Adrian Fini, a director of Perth-based FJM Property and an associate professor at the University of Western Australia’s Business School, was recognised for business leadership in the annual Creative Partnerships Awards in Sydney.
Mr Fini was recognised after donating $150,000 to the Perth International Arts Festival, with the money being used to fund new arts programs.
Businessman and pastoralist Tim Fairfax and his wife Gina, of the family behind Fairfax Media, were also recognised for their commitment to the arts sector, with Mr Fairfax claiming that there is no honour in being “the richest man in the cemetery”.
Creative Partnerships Australia, which hosts the awards, aims to help connect businesses willing to support local creative industries with artists and cultural organisations in need of funding.
The event called for greater collaboration between the business and arts communities, given that anyone who has started a business from the ground up knows the very real struggle of living hand-to-mouth, not knowing where their next meal will come from and whether their career path will prove viable over the longer term.

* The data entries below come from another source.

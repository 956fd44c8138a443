pub mod error;
pub mod feature_flags;
pub mod models;

// Display helpers shared by the UI crates
pub mod currency;
pub mod status;
pub mod trend;

pub use error::*;
pub use feature_flags::*;
pub use models::*;

pub use currency::{
    currency_config, currency_symbol, format_price, supported_currencies, CurrencyConfig,
};
pub use status::{classify_status, humanize_status, StatusPalette, StatusVariant};
pub use trend::{parse_change, ChangeIndicator, StatValue, Trend, TrendDirection};
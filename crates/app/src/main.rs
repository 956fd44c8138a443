use dioxus::prelude::*;
use shared_types::AppConfig;

mod auth;
mod config;
mod format_helpers;
mod mock;
mod routes;

use auth::AuthProvider;
use routes::Route;

const THEME_BASE: Asset = asset!("/assets/theme-base.css");

fn main() {
    dioxus::launch(App);
}

#[component]
fn App() -> Element {
    // Loaded once; pages read it from context.
    let config: AppConfig = use_context_provider(|| config::load_config().clone());

    rsx! {
        document::Link { rel: "stylesheet", href: THEME_BASE }
        AuthProvider { initial: config.auth.initial_identity,
            Router::<Route> {}
        }
    }
}
use shared_types::AppConfig;
use std::sync::OnceLock;

static CONFIG: OnceLock<AppConfig> = OnceLock::new();

/// Path to the config file, relative to the working directory.
const CONFIG_PATH: &str = "config.toml";

/// Copy of the workspace config compiled into the binary, used where the
/// file system is unavailable (web) or the file is missing.
const BUNDLED_CONFIG: &str = include_str!("../../../config.toml");

/// Load the app config once and return it. Safe to call repeatedly.
///
/// Reads `config.toml` from the working directory, falling back to the
/// bundled copy, then to built-in defaults if parsing fails.
pub fn load_config() -> &'static AppConfig {
    CONFIG.get_or_init(|| match std::fs::read_to_string(CONFIG_PATH) {
        Ok(contents) => parse_config(&contents, CONFIG_PATH),
        Err(e) => {
            tracing::warn!("{CONFIG_PATH} not readable ({e}), using bundled config");
            parse_config(BUNDLED_CONFIG, "bundled config")
        }
    })
}

/// Parse config text, defaulting everything on error.
fn parse_config(contents: &str, source: &str) -> AppConfig {
    match toml::from_str::<AppConfig>(contents) {
        Ok(config) => {
            tracing::info!(
                source,
                initial_identity = ?config.auth.initial_identity,
                default_currency = %config.display.default_currency,
                "loaded config"
            );
            config
        }
        Err(e) => {
            tracing::warn!(source, "failed to parse config: {e}; using defaults");
            AppConfig::default()
        }
    }
}
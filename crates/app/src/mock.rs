//! Canned marketplace data shown by the admin pages until a backend exists.

use shared_types::{Order, Product, User, UserAccount, UserRole};

fn product(id: &str, name: &str, seller: &str, price_cents: i64, currency: &str, status: &str) -> Product {
    Product {
        id: id.to_string(),
        name: name.to_string(),
        seller: seller.to_string(),
        price_cents,
        currency: currency.to_string(),
        status: status.to_string(),
    }
}

fn order(
    id: &str,
    customer: &str,
    total_cents: i64,
    currency: &str,
    status: &str,
    placed_at: &str,
) -> Order {
    Order {
        id: id.to_string(),
        customer: customer.to_string(),
        total_cents,
        currency: currency.to_string(),
        status: status.to_string(),
        placed_at: placed_at.to_string(),
    }
}

fn account(user: User, status: &str, joined_at: &str) -> UserAccount {
    UserAccount {
        user,
        status: status.to_string(),
        joined_at: joined_at.to_string(),
    }
}

pub fn products() -> Vec<Product> {
    vec![
        product("p-1001", "Handmade Ceramic Mug", "Clay & Co", 2999, "USD", "active"),
        product("p-1002", "Linen Tote Bag", "Atelier Nord", 3450, "EUR", "active"),
        product("p-1003", "Brass Desk Lamp", "Lumen Works", 12900, "GBP", "pending_review"),
        product("p-1004", "Block-Print Cushion Cover", "Jaipur Looms", 149900, "INR", "active"),
        product("p-1005", "Cast Iron Teapot", "Kettle House", 8800, "JPY", "out_of_stock"),
        product("p-1006", "Maple Cutting Board", "Northern Grain", 5500, "CAD", "draft"),
        product("p-1007", "Merino Beanie", "Southern Knits", 4200, "AUD", "flagged"),
        product("p-1008", "Swiss Pocket Watch", "Uhrwerk", 123456, "CHF", "active"),
        product("p-1009", "Leather Sandals", "Couro Vivo", 18990, "BRL", "archived"),
        product("p-1010", "Beeswax Candle Set", "Clay & Co", 1800, "USD", "low_stock"),
    ]
}

pub fn orders() -> Vec<Order> {
    vec![
        order("o-5001", "Maria Lopez", 5998, "USD", "completed", "2026-09-18T10:12:00Z"),
        order("o-5002", "Jonas Becker", 3450, "EUR", "shipped", "2026-09-19T08:40:00Z"),
        order("o-5003", "Priya Nair", 149900, "INR", "processing", "2026-09-19T16:05:00Z"),
        order("o-5004", "Oliver Hughes", 12900, "GBP", "cancelled", "2026-09-20T09:30:00Z"),
        order("o-5005", "Ana Souza", 18990, "BRL", "refunded", "2026-09-20T21:35:00Z"),
        order("o-5006", "Liam Carter", 1800, "USD", "pending", "2026-09-21T07:55:00Z"),
    ]
}

pub fn accounts() -> Vec<UserAccount> {
    let mut extra_seller = User::mock(UserRole::Seller);
    extra_seller.id = "4".to_string();
    extra_seller.email = "lumen@marketplace.com".to_string();
    extra_seller.name = "Lumen Works".to_string();

    let mut extra_buyer = User::mock(UserRole::Buyer);
    extra_buyer.id = "5".to_string();
    extra_buyer.email = "spam.account@marketplace.com".to_string();
    extra_buyer.name = "Spam Account".to_string();

    vec![
        account(User::mock(UserRole::Admin), "active", "2025-11-02T09:00:00Z"),
        account(User::mock(UserRole::Seller), "verified", "2026-01-14T12:30:00Z"),
        account(User::mock(UserRole::Buyer), "active", "2026-03-08T18:45:00Z"),
        account(extra_seller, "pending", "2026-09-01T11:20:00Z"),
        account(extra_buyer, "banned", "2026-06-22T04:10:00Z"),
    ]
}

While philanthropy is often thought of as the domain of wealthy or retired individuals, many SMEs and their leaders also reach out to support others.
In doing so, they can enjoy benefits over and above the “feel-good” factor associated with giving.
Brisbane IT recruitment firm Recon Solutions was catapulted into the global limelight last year after the long-term recipient of its support – boxer Jeff Horn – went on to win the world title.
“As a business, the exposure that we’ve got is second to none,” its owner Steve Scanlan told My Business at the time.